As it may be seen from Equations (23)–(26) the nonlocal stress theory formulation is strictly connected with the existence of the multiplication factor $1/\left[1+e_0^2{\theta }^2\left({\alpha }_m^2+{\beta }_n^2\right)\right]$. The influence of the constitutive relations of nonlocal stress theory on the buckling loads is plotted in Figure 4.

4.1.2. Nonlocal Strain Theory

Taking into account as the above, uniform uni-axial compression loading along the x-axis, the following relation for the nonlocal strain theory is considered:

• CPT:

  $$N_x^0=\frac{D{\left({\alpha }_m^2+{\beta }_n^2\right)}^2\left[1+e_0^2{\theta }^2\left({\alpha }_m^2+{\beta }_n^2\right)\right]}{{\alpha }_m^2}$$

  (28)
• FSDT and HSDT:
  The fundamental relations for FSDT or HSDT can be derived in a similar manner as in the previous section. Since they are more complicated as for the nonlocal stress theory, we do not demonstrate them in the explicit form.
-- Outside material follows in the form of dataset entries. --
use anyhow::{Context, bail};
use async_trait::async_trait;
use serde::{Deserialize, Serialize};

use crate::{
    addr::parse_numeric,
    error::NotFoundExt,
    github_ext::custom_roles::{CustomRoleExt, CustomRoleRequest, GitHubCustomRole},
    resource::{ProviderData, Resource},
    resources::not_found,
    schema::{Attribute, Kind, Schema, Validator},
    util::{non_empty, normalize_set},
};

pub(crate) const BASE_ROLES: &[&str] = &["read", "triage", "write", "maintain"];

#[derive(Debug, Clone, Default, PartialEq, Serialize, Deserialize)]
#[serde(default)]
pub struct CustomRoleModel {
    pub name: String,
    pub description: Option<String>,
    pub base_role: String,
    pub permissions: Vec<String>,
    pub role_id: Option<u64>,
}

impl CustomRoleModel {
    fn to_request(&self) -> CustomRoleRequest {
        CustomRoleRequest {
            name: self.name.clone(),
            description: self.description.clone(),
            base_role: self.base_role.clone(),
            permissions: self.permissions.clone(),
        }
    }

    fn apply_remote(mut self, role: GitHubCustomRole) -> Self {
        self.name = role.name;
        self.description = non_empty(role.description);
        self.base_role = role.base_role;
        self.permissions = role.permissions;
        normalize_set(&mut self.permissions);
        self.role_id = Some(role.id);
        self
    }
}

pub struct CustomRoleResource;

impl CustomRoleResource {
    fn role_id(state: &CustomRoleModel) -> anyhow::Result<u64> {
        match state.role_id {
            Some(id) => Ok(id),
            None => bail!("Custom role {} has no role_id in state", state.name),
        }
    }
}

#[async_trait]
impl Resource for CustomRoleResource {
    type Model = CustomRoleModel;

    const TYPE_NAME: &'static str = "github_organization_custom_role";

    fn schema(&self) -> Schema {
        Schema::new("A custom repository role in the configured organization.")
            .attr("name", Attribute::required_string())
            .attr("description", Attribute::optional_string())
            .attr(
                "base_role",
                Attribute::required_string().validate(Validator::OneOf(BASE_ROLES)),
            )
            .attr(
                "permissions",
                Attribute::required(Kind::set_of(Kind::String)).validate(Validator::LengthBetween(1, usize::MAX)),
            )
            .attr("role_id", Attribute::computed(Kind::Int))
    }

    fn modify_plan(&self, _prior: Option<&CustomRoleModel>, planned: &mut CustomRoleModel) {
        normalize_set(&mut planned.permissions);
    }

    async fn create(&self, data: &ProviderData, plan: CustomRoleModel) -> anyhow::Result<CustomRoleModel> {
        let org = data.org(Self::TYPE_NAME)?;
        let role = data
            .client
            .create_custom_role(org, &plan.to_request())
            .await
            .with_context(|| format!("Failed to create custom role {} in {org}", plan.name))?;
        tracing::info!("Created custom role {} ({}) in {org}", role.name, role.id);
        Ok(plan.apply_remote(role))
    }

    async fn read(&self, data: &ProviderData, state: CustomRoleModel) -> anyhow::Result<Option<CustomRoleModel>> {
        let org = data.org(Self::TYPE_NAME)?;
        let id = Self::role_id(&state)?;
        let role = data
            .client
            .get_custom_role(org, id)
            .await
            .or_not_found()
            .with_context(|| format!("Failed to read custom role {id} in {org}"))?;
        Ok(role.map(|role| state.apply_remote(role)))
    }

    async fn update(&self, data: &ProviderData, prior: CustomRoleModel, plan: CustomRoleModel) -> anyhow::Result<CustomRoleModel> {
        let org = data.org(Self::TYPE_NAME)?;
        let id = Self::role_id(&prior)?;
        let role = data
            .client
            .update_custom_role(org, id, &plan.to_request())
            .await
            .with_context(|| format!("Failed to update custom role {id} in {org}"))?;
        tracing::info!("Updated custom role {} ({id}) in {org}", role.name);
        Ok(plan.apply_remote(role))
    }

    async fn delete(&self, data: &ProviderData, state: CustomRoleModel) -> anyhow::Result<()> {
        let org = data.org(Self::TYPE_NAME)?;
        let id = Self::role_id(&state)?;
        data.client
            .delete_custom_role(org, id)
            .await
            .with_context(|| format!("Failed to delete custom role {id} in {org}"))?;
        Ok(())
    }

    async fn import(&self, data: &ProviderData, id: &str) -> anyhow::Result<CustomRoleModel> {
        let role_id = parse_numeric(id, id, "<role_id>")?;
        let state = CustomRoleModel {
            role_id: Some(role_id),
            ..Default::default()
        };
        self.read(data, state).await?.ok_or_else(|| not_found(Self::TYPE_NAME, id))
    }
}

#[cfg(test)]
mod tests {
    use super::*;

    #[test]
    fn maps_role_and_sorts_permissions() {
        let role: GitHubCustomRole = serde_json::from_str(
            r#"{"id":8030,"name":"Security Engineer","description":"Able to contribute code and maintain the security pipeline",
                "base_role":"maintain","permissions":["delete_alerts_code_scanning","add_label"]}"#,
        )
        .unwrap();
        let state = CustomRoleModel::default().apply_remote(role);
        assert_eq!(state.role_id, Some(8030));
        assert_eq!(state.permissions, vec!["add_label", "delete_alerts_code_scanning"]);
    }

    #[test]
    fn empty_description_reads_as_unset() {
        let role = GitHubCustomRole {
            id: 1,
            name: "r".into(),
            description: Some(String::new()),
            base_role: "read".into(),
            permissions: vec!["add_label".into()],
        };
        assert_eq!(CustomRoleModel::default().apply_remote(role).description, None);
    }
}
Instead of, we show the effects in the form of graphs plotted in Figure 5. In general, the nonlocal strain theory leads to the growth of buckling loads in comparison with the nonlocal stress theory (Figure 4). The increase factor is equal to $1+e_0^2{\theta }^2\left({\alpha }_m^2+{\beta }_n^2\right)$. Those effects are identical to the reported in the literature by Lim et al. [14] for beams.

4.2. Free Vibrations

Using the Rayleigh-Ritz method, it is possible to derive the natural frequencies easily for nanoplates. For the classical plate theory the frequencies are described by the simple equations having the following form:

• the nonlocal stress theory:

  $${\omega }_{mn}^2\rho t=\frac{D{\left({\alpha }_m^2+{\beta }_n^2\right)}^2}{1+e_0^2{\theta }^2\left({\alpha }_m^2+{\beta }_n^2\right)}$$

  (29)
• the nonlocal strain theory:

  $${\omega }_{mn}^2\rho t=D{\left({\alpha }_m^2+{\beta }_n^2\right)}^2\left[1+e_0^2{\theta }^2\left({\alpha }_m^2+{\beta }_n^2\right)\right]$$

  (30)

In the dimensionless form of free vibrations, the influence of the constitutive equations is identical to those plotted in Figure 4 and Figure 5 for CPT.
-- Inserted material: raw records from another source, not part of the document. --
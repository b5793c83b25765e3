use serde::{Deserialize, Serialize};

#[derive(Debug, Clone, Copy, PartialEq, Eq, Serialize, Deserialize)]
#[serde(rename_all = "snake_case")]
pub enum Severity {
    Error,
    Warning,
}

#[derive(Debug, Clone, PartialEq, Eq, Serialize, Deserialize)]
pub struct Diagnostic {
    pub severity: Severity,
    pub summary: String,
    #[serde(default, skip_serializing_if = "String::is_empty")]
    pub detail: String,
    #[serde(default, skip_serializing_if = "Option::is_none")]
    pub attribute: Option<String>,
}

impl Diagnostic {
    pub fn error(summary: impl Into<String>, detail: impl Into<String>) -> Self {
        Diagnostic {
            severity: Severity::Error,
            summary: summary.into(),
            detail: detail.into(),
            attribute: None,
        }
    }

    pub fn warning(summary: impl Into<String>, detail: impl Into<String>) -> Self {
        Diagnostic {
            severity: Severity::Warning,
            summary: summary.into(),
            detail: detail.into(),
            attribute: None,
        }
    }

    pub fn with_attribute(mut self, attribute: impl Into<String>) -> Self {
        self.attribute = Some(attribute.into());
        self
    }
}

#[derive(Debug, Clone, Default, PartialEq, Eq, Serialize, Deserialize)]
#[serde(transparent)]
pub struct Diagnostics(pub Vec<Diagnostic>);

impl Diagnostics {
    pub fn new() -> Self {
        Self::default()
    }

    pub fn push(&mut self, diagnostic: Diagnostic) {
        self.0.push(diagnostic);
    }

    /// Records an invalid attribute value.
    pub fn attribute_error(&mut self, attribute: &str, summary: impl Into<String>, detail: impl Into<String>) {
        self.0.push(Diagnostic::error(summary, detail).with_attribute(attribute));
    }

    /// Records a failed API call, keeping the whole error chain in the detail.
    pub fn api_error(&mut self, summary: impl Into<String>, err: &anyhow::Error) {
        self.0.push(Diagnostic::error(summary, format!("{err:#}")));
    }

    pub fn extend(&mut self, other: Diagnostics) {
        self.0.extend(other.0);
    }

    pub fn has_error(&self) -> bool {
        self.0.iter().any(|d| d.severity == Severity::Error)
    }

    pub fn is_empty(&self) -> bool {
        self.0.is_empty()
    }

    pub fn iter(&self) -> impl Iterator<Item = &Diagnostic> {
        self.0.iter()
    }
}

impl From<Diagnostic> for Diagnostics {
    fn from(diagnostic: Diagnostic) -> Self {
        Diagnostics(vec![diagnostic])
    }
}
Using the transverse shear deformation theory, the fundamental flexural frequencies are derived in a slightly different manner presented—see work [57] for the detailed description. In this case, the eigenproblem is transformed to (Table 2):

$$\det \left|K-{\omega }^{2}M\right|=0 \mathrm{where} M=\left[\begin{array}{c}\rho t\\ \rho t^3/12\\ \rho t^3/12\end{array}\right]$$

(31)

The fundamental frequency is the lowest value obtained from Equation (31).
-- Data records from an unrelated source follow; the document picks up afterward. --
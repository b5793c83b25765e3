use anyhow::Context;
use async_trait::async_trait;
use serde::{Deserialize, Serialize};

use crate::{
    github_ext::environments::EnvironmentExt,
    resource::{DataSource, ProviderData},
    schema::{Attribute, Kind, Schema},
};

#[derive(Debug, Clone, Default, PartialEq, Serialize, Deserialize)]
pub struct PolicySummary {
    pub id: u64,
    pub name: String,
}

#[derive(Debug, Default, Serialize, Deserialize)]
#[serde(default)]
pub struct DeploymentPoliciesDataModel {
    pub repository: String,
    pub environment_name: String,
    pub policies: Vec<PolicySummary>,
    pub id: Option<String>,
}

pub struct DeploymentPoliciesDataSource;

#[async_trait]
impl DataSource for DeploymentPoliciesDataSource {
    type Model = DeploymentPoliciesDataModel;

    const TYPE_NAME: &'static str = "github_repository_deployment_branch_policies";

    fn schema(&self) -> Schema {
        Schema::new("Lists the deployment branch policies of an environment.")
            .attr("repository", Attribute::required_string())
            .attr("environment_name", Attribute::required_string())
            .attr(
                "policies",
                Attribute::computed(Kind::list_of(Kind::object(&[("id", Kind::Int), ("name", Kind::String)]))),
            )
            .attr("id", Attribute::computed_string())
    }

    async fn read(&self, data: &ProviderData, mut config: DeploymentPoliciesDataModel) -> anyhow::Result<DeploymentPoliciesDataModel> {
        let policies = data
            .client
            .list_branch_policies(&data.owner, &config.repository, &config.environment_name)
            .await
            .with_context(|| {
                format!(
                    "Failed to list branch policies of {}/{} environment {}",
                    data.owner, config.repository, config.environment_name
                )
            })?;
        config.policies = policies
            .into_iter()
            .map(|p| PolicySummary { id: p.id, name: p.name })
            .collect();
        config.id = Some(format!("{}:{}", config.repository, config.environment_name));
        Ok(config)
    }
}

#[derive(Debug, Clone, Default, PartialEq, Serialize, Deserialize)]
pub struct EnvironmentSummary {
    pub name: String,
    pub node_id: String,
}

#[derive(Debug, Default, Serialize, Deserialize)]
#[serde(default)]
pub struct EnvironmentsDataModel {
    pub repository: String,
    pub environments: Vec<EnvironmentSummary>,
    pub id: Option<String>,
}

pub struct EnvironmentsDataSource;

#[async_trait]
impl DataSource for EnvironmentsDataSource {
    type Model = EnvironmentsDataModel;

    const TYPE_NAME: &'static str = "github_repository_environments";

    fn schema(&self) -> Schema {
        Schema::new("Lists the deployment environments of a repository.")
            .attr("repository", Attribute::required_string())
            .attr(
                "environments",
                Attribute::computed(Kind::list_of(Kind::object(&[
                    ("name", Kind::String),
                    ("node_id", Kind::String),
                ]))),
            )
            .attr("id", Attribute::computed_string())
    }

    async fn read(&self, data: &ProviderData, mut config: EnvironmentsDataModel) -> anyhow::Result<EnvironmentsDataModel> {
        let environments = data
            .client
            .list_environments(&data.owner, &config.repository)
            .await
            .with_context(|| format!("Failed to list environments of {}/{}", data.owner, config.repository))?;
        config.environments = environments
            .into_iter()
            .map(|e| EnvironmentSummary {
                name: e.name,
                node_id: e.node_id,
            })
            .collect();
        config.id = Some(config.repository.clone());
        Ok(config)
    }
}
5. Conclusions and Future Works

The present work is devoted to the characterization of the formulation of basic equations on the eigenfrequencies and buckling loads for the nanoplates considered as a 2-D continuum. The analysis allows us to formulate the following conclusions:

• The description of the displacements with the use of the third order polynomial or exponential approximations leads to the identical results.
• The first order shear deformation theory seems to be a good approximation; the use of the higher order shear deformation theory can be necessary as transverse shear effects are significantly enhanced by the low values of the G_xz/E and G_yz/E ratios.
• In the strain or stress nonlocal problems, the evaluation of eigenvalues is reduced to the operation of division/multiplication by the identical factor; therefore two different physical formulations have different effects on the searched values understood in the sense of weakening or enhancement the buckling/vibration effects in comparison with the classical global approach.

The proposed Rayleigh-Ritz method can be easily applied to the analysis of different variants of boundary conditions—the proposed method of solution is used, e.g., by Shi et al. [77].

In view of the opposite effects on the nonlocal strain and stress formulations, it seems to be reasonable to investigate also Mindlin’s nonlocal theories.

In our opinion, there is an open question about the limits of the continuum theory application to the description of nanostructures. It is necessary to extend eigenproblems analysis of nanostructures/nanocomposites to the area of molecular dynamic problems—see, e.g., works by Muc and Barski [78] and Barski et al. [79].